Find the line holding "(GPL), version 3." in the entries below. Give it again exactly, along with every line after it up to and including the line holding "pub mod reconcile;".
....................
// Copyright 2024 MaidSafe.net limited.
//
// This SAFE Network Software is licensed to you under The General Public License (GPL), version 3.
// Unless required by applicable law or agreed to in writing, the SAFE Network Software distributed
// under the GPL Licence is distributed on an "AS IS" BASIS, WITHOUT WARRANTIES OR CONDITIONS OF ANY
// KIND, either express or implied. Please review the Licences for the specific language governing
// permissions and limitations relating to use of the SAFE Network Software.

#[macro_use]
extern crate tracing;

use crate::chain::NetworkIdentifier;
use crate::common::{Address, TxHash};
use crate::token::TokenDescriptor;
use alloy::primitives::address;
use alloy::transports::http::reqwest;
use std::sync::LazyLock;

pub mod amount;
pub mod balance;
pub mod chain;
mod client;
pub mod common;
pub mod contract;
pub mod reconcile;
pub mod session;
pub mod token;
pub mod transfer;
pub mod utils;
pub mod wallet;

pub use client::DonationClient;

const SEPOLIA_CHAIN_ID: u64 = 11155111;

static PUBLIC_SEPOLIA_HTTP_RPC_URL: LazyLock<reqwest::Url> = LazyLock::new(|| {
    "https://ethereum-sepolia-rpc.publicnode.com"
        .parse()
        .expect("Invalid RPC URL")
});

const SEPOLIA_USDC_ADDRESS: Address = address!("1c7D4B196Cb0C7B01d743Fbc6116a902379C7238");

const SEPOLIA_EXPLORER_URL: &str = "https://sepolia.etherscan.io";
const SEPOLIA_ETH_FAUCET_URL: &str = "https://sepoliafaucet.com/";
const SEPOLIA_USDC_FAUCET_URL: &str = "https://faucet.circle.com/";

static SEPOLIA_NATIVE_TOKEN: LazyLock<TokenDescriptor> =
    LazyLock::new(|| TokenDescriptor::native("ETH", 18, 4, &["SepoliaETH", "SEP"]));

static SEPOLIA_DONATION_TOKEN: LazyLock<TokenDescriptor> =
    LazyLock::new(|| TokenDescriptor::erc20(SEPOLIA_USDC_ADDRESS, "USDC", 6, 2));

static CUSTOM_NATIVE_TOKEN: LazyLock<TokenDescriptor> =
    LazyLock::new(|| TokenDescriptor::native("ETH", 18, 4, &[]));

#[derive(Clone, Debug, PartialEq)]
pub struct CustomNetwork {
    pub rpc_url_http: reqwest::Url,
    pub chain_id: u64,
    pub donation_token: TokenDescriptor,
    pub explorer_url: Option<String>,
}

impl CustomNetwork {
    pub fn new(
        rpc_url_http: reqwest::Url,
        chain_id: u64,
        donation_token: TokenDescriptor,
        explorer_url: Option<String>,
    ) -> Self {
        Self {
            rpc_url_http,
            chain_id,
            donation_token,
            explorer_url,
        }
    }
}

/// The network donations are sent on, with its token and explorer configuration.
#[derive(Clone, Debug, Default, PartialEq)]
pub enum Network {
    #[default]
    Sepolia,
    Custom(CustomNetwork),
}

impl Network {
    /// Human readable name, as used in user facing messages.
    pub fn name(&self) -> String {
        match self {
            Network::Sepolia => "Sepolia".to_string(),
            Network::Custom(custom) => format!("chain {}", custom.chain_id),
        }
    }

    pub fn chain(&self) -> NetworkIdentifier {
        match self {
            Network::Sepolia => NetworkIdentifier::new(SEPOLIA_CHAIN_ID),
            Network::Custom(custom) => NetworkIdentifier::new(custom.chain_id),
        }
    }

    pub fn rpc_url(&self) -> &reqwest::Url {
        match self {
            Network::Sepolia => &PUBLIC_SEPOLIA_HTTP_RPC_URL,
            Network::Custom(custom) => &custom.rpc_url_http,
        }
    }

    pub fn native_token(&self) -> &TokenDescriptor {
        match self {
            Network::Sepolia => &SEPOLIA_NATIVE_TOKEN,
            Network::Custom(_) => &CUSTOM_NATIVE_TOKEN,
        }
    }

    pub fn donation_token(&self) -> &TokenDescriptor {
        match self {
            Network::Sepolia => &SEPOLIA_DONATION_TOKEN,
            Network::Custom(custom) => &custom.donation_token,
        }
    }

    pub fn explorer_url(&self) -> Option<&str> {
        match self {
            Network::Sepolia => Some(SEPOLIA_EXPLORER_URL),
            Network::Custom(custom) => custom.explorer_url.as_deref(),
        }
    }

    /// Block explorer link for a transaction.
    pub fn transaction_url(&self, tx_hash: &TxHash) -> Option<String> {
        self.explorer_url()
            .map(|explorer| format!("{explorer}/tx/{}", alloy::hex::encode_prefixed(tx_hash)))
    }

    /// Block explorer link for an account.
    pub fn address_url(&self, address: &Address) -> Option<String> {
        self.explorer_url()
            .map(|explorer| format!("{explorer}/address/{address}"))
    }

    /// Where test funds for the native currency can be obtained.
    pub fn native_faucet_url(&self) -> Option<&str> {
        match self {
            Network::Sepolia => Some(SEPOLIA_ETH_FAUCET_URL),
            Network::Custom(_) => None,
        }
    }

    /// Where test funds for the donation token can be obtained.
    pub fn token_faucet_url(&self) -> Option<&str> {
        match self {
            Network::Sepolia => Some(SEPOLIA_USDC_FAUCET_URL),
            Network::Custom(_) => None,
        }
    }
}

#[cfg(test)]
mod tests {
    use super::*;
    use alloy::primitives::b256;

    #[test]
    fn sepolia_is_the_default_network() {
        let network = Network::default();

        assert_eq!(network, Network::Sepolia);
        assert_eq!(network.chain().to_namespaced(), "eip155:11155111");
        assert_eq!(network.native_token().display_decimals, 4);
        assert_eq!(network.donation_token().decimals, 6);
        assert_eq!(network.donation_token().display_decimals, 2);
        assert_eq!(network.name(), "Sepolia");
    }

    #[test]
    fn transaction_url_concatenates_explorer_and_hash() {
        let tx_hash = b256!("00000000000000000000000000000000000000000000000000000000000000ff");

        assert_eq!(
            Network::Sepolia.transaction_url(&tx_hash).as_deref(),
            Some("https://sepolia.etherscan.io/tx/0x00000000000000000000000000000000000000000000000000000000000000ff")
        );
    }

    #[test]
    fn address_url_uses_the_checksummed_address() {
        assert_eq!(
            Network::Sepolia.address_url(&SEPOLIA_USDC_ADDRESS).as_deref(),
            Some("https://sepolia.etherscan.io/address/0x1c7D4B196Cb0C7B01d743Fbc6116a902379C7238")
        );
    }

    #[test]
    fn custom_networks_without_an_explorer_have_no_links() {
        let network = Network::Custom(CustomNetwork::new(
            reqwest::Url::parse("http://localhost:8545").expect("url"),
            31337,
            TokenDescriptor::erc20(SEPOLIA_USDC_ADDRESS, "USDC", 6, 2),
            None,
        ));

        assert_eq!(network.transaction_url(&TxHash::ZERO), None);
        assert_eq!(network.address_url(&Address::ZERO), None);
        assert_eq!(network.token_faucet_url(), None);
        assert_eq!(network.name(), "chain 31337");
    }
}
....................
[Reply to the task]
// This SAFE Network Software is licensed to you under The General Public License (GPL), version 3.
// Unless required by applicable law or agreed to in writing, the SAFE Network Software distributed
// under the GPL Licence is distributed on an "AS IS" BASIS, WITHOUT WARRANTIES OR CONDITIONS OF ANY
// KIND, either express or implied. Please review the Licences for the specific language governing
// permissions and limitations relating to use of the SAFE Network Software.

#[macro_use]
extern crate tracing;

use crate::chain::NetworkIdentifier;
use crate::common::{Address, TxHash};
use crate::token::TokenDescriptor;
use alloy::primitives::address;
use alloy::transports::http::reqwest;
use std::sync::LazyLock;

pub mod amount;
pub mod balance;
pub mod chain;
mod client;
pub mod common;
pub mod contract;
pub mod reconcile;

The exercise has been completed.